There is evidence that nanoparticles (NP) cross epithelial and endothelial body barriers. We hypothesized that gold (Au) NP, once in the blood circulation of pregnant rats, will cross the placental barrier during pregnancy size-dependently and accumulate in the fetal organism by 1. transcellular transport across the hemochorial placenta, 2. transcellular transport across amniotic membranes 3. transport through ~20 nm wide transtrophoblastic channels in a size dependent manner. The three AuNP sizes used to test this hypothesis are either well below, or of similar size or well above the diameters of the transtrophoblastic channels.


We intravenously injected monodisperse, negatively charged, radio-labelled 1.4 nm, 18 nm and 80 nm 198AuNP into pregnant rats on day 18 of gestation and in non-pregnant control rats and studied the biodistribution in a quantitative manner based on the radio-analysis of the stably labelled 198AuNP after 24 hours.


We observed significant biokinetic differences between pregnant and non-pregnant rats. AuNP fractions in the uterus of pregnant rats were at least one order of magnitude higher for each particle size roughly proportional to the enlarged size and weight of the pregnant uterus. All three sizes of 198AuNP were found in the placentas and amniotic fluids with 1.4 nm AuNP fractions being two orders of magnitude higher than those of the larger AuNP on a mass base.
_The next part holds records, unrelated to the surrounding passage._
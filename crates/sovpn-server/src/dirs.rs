use std::path::PathBuf;

use anyhow::{Context, Result};
use directories::ProjectDirs;

/// Resolve the data directory for sovpn files (`config-pointer.txt`, `sovpn.db`).
///
/// Priority:
/// 1. `SOVPN_DATA_DIR` environment variable
/// 2. Platform-specific app data dir (`~/.local/share/sovpn/`, etc.)
pub fn data_dir() -> Result<PathBuf> {
    if let Ok(dir) = std::env::var("SOVPN_DATA_DIR") {
        let path = PathBuf::from(dir);
        std::fs::create_dir_all(&path).context("create SOVPN_DATA_DIR")?;
        return Ok(path);
    }

    let dirs = ProjectDirs::from("", "", "sovpn")
        .context("could not determine platform data directory")?;

    let path = dirs.data_dir().to_owned();
    std::fs::create_dir_all(&path).context("create platform data dir")?;
    Ok(path)
}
In the fetuses, only 1.4 nm and 18 nm AuNP were detected, but no 80 nm AuNP. These data show that no AuNP entered the fetuses from amniotic fluids within 24 hours but indicate that AuNP translocation occurs across the placental tissues either through transtrophoblastic channels and/or via transcellular processes.


Our data suggest that the translocation of AuNP from maternal blood into the fetus is NP-size dependent which is due to mechanisms involving (1) transport through transtrophoblastic channels – also present in the human placenta – and/or (2) endocytotic and diffusive processes across the placental barrier.